→ **ACTIVITY**
Extract each line holding the word "argv" from the entries.

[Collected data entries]
┌────────

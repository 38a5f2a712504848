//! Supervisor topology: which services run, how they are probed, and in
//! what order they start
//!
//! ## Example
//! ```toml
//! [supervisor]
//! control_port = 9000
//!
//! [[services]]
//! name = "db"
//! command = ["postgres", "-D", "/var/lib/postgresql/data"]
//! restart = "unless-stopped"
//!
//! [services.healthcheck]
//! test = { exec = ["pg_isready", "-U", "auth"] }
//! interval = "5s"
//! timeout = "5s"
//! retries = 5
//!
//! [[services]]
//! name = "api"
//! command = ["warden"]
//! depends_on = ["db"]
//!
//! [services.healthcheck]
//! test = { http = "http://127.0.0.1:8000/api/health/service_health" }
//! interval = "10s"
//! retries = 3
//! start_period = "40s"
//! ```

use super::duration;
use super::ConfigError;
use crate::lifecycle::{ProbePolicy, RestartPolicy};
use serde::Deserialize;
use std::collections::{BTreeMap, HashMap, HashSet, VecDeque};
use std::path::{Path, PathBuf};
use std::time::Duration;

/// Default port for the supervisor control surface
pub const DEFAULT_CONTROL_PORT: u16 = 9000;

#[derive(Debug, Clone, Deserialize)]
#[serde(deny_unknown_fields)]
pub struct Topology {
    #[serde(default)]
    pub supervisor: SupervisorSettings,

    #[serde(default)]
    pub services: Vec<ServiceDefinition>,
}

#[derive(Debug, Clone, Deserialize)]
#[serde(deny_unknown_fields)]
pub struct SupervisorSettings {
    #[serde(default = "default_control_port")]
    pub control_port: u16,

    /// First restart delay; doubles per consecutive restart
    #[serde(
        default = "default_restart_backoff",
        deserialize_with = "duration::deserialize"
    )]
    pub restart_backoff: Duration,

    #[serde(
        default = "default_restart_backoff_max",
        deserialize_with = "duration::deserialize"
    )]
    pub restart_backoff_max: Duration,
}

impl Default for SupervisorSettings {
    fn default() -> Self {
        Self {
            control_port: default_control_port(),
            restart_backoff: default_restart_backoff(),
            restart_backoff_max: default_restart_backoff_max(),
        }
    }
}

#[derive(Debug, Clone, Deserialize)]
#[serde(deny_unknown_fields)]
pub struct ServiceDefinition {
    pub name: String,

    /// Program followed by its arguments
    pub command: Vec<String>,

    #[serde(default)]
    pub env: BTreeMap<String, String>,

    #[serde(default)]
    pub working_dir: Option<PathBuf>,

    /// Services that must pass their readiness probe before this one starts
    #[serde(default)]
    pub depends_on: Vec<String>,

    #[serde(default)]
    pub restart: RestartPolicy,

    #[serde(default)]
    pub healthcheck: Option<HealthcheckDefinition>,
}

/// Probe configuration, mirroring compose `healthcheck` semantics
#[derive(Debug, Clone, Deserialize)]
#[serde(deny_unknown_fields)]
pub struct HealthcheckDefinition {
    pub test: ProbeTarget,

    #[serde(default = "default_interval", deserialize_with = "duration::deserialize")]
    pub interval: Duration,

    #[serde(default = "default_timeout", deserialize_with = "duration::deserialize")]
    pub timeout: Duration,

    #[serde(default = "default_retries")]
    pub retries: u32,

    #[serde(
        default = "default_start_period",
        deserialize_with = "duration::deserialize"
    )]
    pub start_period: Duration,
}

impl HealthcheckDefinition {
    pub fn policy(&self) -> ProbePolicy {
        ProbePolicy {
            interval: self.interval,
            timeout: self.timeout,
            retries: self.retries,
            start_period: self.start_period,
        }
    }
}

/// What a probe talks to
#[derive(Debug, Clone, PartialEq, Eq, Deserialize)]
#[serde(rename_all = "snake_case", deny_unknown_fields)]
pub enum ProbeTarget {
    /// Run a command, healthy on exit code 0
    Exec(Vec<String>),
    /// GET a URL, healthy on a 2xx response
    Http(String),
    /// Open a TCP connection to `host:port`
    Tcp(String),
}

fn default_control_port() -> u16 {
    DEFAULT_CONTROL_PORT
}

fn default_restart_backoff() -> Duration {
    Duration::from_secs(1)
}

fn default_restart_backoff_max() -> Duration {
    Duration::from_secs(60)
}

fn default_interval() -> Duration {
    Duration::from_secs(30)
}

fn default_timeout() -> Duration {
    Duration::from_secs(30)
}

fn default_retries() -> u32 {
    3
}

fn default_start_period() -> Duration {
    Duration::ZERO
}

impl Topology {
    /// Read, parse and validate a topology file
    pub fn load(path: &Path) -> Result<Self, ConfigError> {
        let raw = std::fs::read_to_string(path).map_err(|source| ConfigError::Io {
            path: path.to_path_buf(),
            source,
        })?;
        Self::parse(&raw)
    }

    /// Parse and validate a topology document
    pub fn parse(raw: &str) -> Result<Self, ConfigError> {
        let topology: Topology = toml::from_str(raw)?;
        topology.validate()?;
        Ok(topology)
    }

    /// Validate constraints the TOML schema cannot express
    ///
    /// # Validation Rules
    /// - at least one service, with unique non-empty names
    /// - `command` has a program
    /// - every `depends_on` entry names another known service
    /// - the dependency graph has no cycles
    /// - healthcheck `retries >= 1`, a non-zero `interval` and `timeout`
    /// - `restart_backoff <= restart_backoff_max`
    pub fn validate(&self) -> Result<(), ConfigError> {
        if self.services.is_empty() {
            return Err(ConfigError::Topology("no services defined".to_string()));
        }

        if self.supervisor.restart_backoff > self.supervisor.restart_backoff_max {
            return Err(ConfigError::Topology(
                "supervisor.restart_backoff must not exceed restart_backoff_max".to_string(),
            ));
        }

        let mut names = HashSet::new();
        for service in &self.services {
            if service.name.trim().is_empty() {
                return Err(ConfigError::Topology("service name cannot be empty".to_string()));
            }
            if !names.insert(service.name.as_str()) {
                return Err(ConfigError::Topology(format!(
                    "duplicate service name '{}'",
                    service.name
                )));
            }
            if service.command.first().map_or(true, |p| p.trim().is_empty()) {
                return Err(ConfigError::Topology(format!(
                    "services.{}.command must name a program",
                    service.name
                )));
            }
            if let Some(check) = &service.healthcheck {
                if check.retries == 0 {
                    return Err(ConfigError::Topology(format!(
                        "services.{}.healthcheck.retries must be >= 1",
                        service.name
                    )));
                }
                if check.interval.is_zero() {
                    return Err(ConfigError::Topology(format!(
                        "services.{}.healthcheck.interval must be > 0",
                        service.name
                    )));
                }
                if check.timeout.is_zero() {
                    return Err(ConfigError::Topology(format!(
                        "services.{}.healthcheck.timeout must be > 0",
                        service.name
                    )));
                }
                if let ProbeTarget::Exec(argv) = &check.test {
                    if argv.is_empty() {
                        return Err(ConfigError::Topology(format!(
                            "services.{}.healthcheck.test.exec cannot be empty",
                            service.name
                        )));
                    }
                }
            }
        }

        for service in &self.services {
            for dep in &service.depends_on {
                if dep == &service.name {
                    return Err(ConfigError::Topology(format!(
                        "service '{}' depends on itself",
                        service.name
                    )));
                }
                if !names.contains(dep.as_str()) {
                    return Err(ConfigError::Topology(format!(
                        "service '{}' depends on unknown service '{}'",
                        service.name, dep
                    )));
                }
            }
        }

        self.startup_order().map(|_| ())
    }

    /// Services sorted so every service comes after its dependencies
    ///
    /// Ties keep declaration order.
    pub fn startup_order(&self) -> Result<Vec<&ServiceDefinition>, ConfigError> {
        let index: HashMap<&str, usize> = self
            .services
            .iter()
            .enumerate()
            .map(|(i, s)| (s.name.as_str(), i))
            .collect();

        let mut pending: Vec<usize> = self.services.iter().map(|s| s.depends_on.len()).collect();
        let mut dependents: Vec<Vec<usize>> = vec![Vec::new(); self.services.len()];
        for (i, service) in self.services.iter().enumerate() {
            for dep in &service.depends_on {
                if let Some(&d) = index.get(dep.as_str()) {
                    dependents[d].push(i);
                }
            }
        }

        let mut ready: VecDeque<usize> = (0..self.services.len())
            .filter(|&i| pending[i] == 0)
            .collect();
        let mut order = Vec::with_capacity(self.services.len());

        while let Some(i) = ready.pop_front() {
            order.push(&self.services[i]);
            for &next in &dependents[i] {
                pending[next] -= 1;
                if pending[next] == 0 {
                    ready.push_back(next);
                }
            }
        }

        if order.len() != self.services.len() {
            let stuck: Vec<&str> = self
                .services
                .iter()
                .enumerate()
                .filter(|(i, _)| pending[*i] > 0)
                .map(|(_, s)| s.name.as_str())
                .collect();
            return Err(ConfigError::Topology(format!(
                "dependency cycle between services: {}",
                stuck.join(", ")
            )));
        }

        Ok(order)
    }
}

└────────

→ **EXERCISE OUTPUT**
                if let ProbeTarget::Exec(argv) = &check.test {
                    if argv.is_empty() {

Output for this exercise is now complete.